The scars of its former foundation healed as the reputation of Walden grew. Admirers began to make pilgrimages to what had become an important historic site. One of them, Bronson Alcott (the father of author Louisa May) began a tradition of dropping a stone at the house site in memorial. Over time, the pile grew into a broad mound more than a dozen feet in diameter and a few feet high. Though Thoreau would have thought the memorial cairn unnecessary, he would certainly have approved of its construction technique, which is gravity-obeying “Simplicity. Simplicity. Simplicity!”
My colleagues and our students know this, which is why we thought the seven stone mushrooms disturbing. After debating whether to knock them down, we decided to let them stand because the property is owned and managed by someone else, in this case the state of Massachusetts. We had no more right to knock them down as the artists had to build them up.

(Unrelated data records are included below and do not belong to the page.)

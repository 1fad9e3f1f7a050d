use std::path::{Path, PathBuf};

use serde::Deserialize;
use thiserror::Error;

use crate::domain::EntityKind;
use crate::grid::GridConfig;

#[derive(Debug, Error)]
pub enum ConfigError {
    #[error("failed to read config file {path}: {source}")]
    Read {
        path: PathBuf,
        #[source]
        source: std::io::Error,
    },

    #[error("failed to parse config: {0}")]
    Parse(#[from] toml::de::Error),
}

/// Where the entity collections live
#[derive(Debug, Clone, PartialEq, Eq, Deserialize)]
#[serde(default)]
pub struct DataPaths {
    pub users: PathBuf,
    pub posts: PathBuf,
}

impl Default for DataPaths {
    fn default() -> Self {
        Self {
            users: PathBuf::from("users.json"),
            posts: PathBuf::from("posts.json"),
        }
    }
}

#[derive(Debug, Clone, PartialEq, Eq, Deserialize)]
#[serde(default)]
pub struct AppConfig {
    pub grid: GridConfig,
    pub data: DataPaths,
    pub theme: String,
    pub start_tab: EntityKind,
    pub read_only: bool,
}

impl Default for AppConfig {
    fn default() -> Self {
        Self {
            grid: GridConfig::default(),
            data: DataPaths::default(),
            theme: "light".to_string(),
            start_tab: EntityKind::Post,
            read_only: false,
        }
    }
}

impl AppConfig {
    pub fn from_toml_str(s: &str) -> Result<Self, ConfigError> {
        Ok(toml::from_str(s)?)
    }

    pub fn load(path: &Path) -> Result<Self, ConfigError> {
        let content = std::fs::read_to_string(path).map_err(|source| ConfigError::Read {
            path: path.to_path_buf(),
            source,
        })?;
        Self::from_toml_str(&content)
    }

    pub fn data_path(&self, kind: EntityKind) -> &Path {
        match kind {
            EntityKind::User => &self.data.users,
            EntityKind::Post => &self.data.posts,
        }
    }
}

#[cfg(test)]
mod tests {
    use super::*;

    #[test]
    fn empty_file_is_all_defaults() {
        let config = AppConfig::from_toml_str("").unwrap();
        assert_eq!(config, AppConfig::default());
        assert_eq!(config.grid.page_size, 10);
        assert!(config.grid.searchable && config.grid.sortable);
        assert_eq!(config.start_tab, EntityKind::Post);
    }

    #[test]
    fn partial_tables_keep_other_defaults() {
        let config = AppConfig::from_toml_str(
            r#"
            theme = "dark"
            start_tab = "user"

            [grid]
            page_size = 25
            sortable = false

            [data]
            posts = "data/posts.csv"
            "#,
        )
        .unwrap();

        assert_eq!(config.theme, "dark");
        assert_eq!(config.start_tab, EntityKind::User);
        assert_eq!(config.grid.page_size, 25);
        assert!(config.grid.searchable);
        assert!(!config.grid.sortable);
        assert_eq!(config.data_path(EntityKind::Post), Path::new("data/posts.csv"));
        assert_eq!(config.data_path(EntityKind::User), Path::new("users.json"));
    }

    #[test]
    fn bad_values_are_parse_errors() {
        let err = AppConfig::from_toml_str("[grid]\npage_size = \"many\"").unwrap_err();
        assert!(matches!(err, ConfigError::Parse(_)));
    }

    #[test]
    fn missing_file_is_read_error() {
        let dir = tempfile::tempdir().unwrap();
        let err = AppConfig::load(&dir.path().join("nope.toml")).unwrap_err();
        assert!(err.to_string().starts_with("failed to read config file"));
    }
}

Even if the managers of Walden Pond State Reservation decide to leave the mushrooms standing, they will still have to repair the damage caused by the landscape artists. The southern edge of the cairn was torn up by someone searching for those rare stones that would balance well, meaning those with flatter, rougher edges. In fulfilling their goal of making mindful prayers, the artists were defacing what the historian Barksdale Maynard has called “an international shrine.”
Sadly, Thoreau’s cairn is not the only historic place being destroyed by New Age spiritual impulse. Abandoned stone walls across New England are being plucked for their stone to make stacks. This is destructive as well.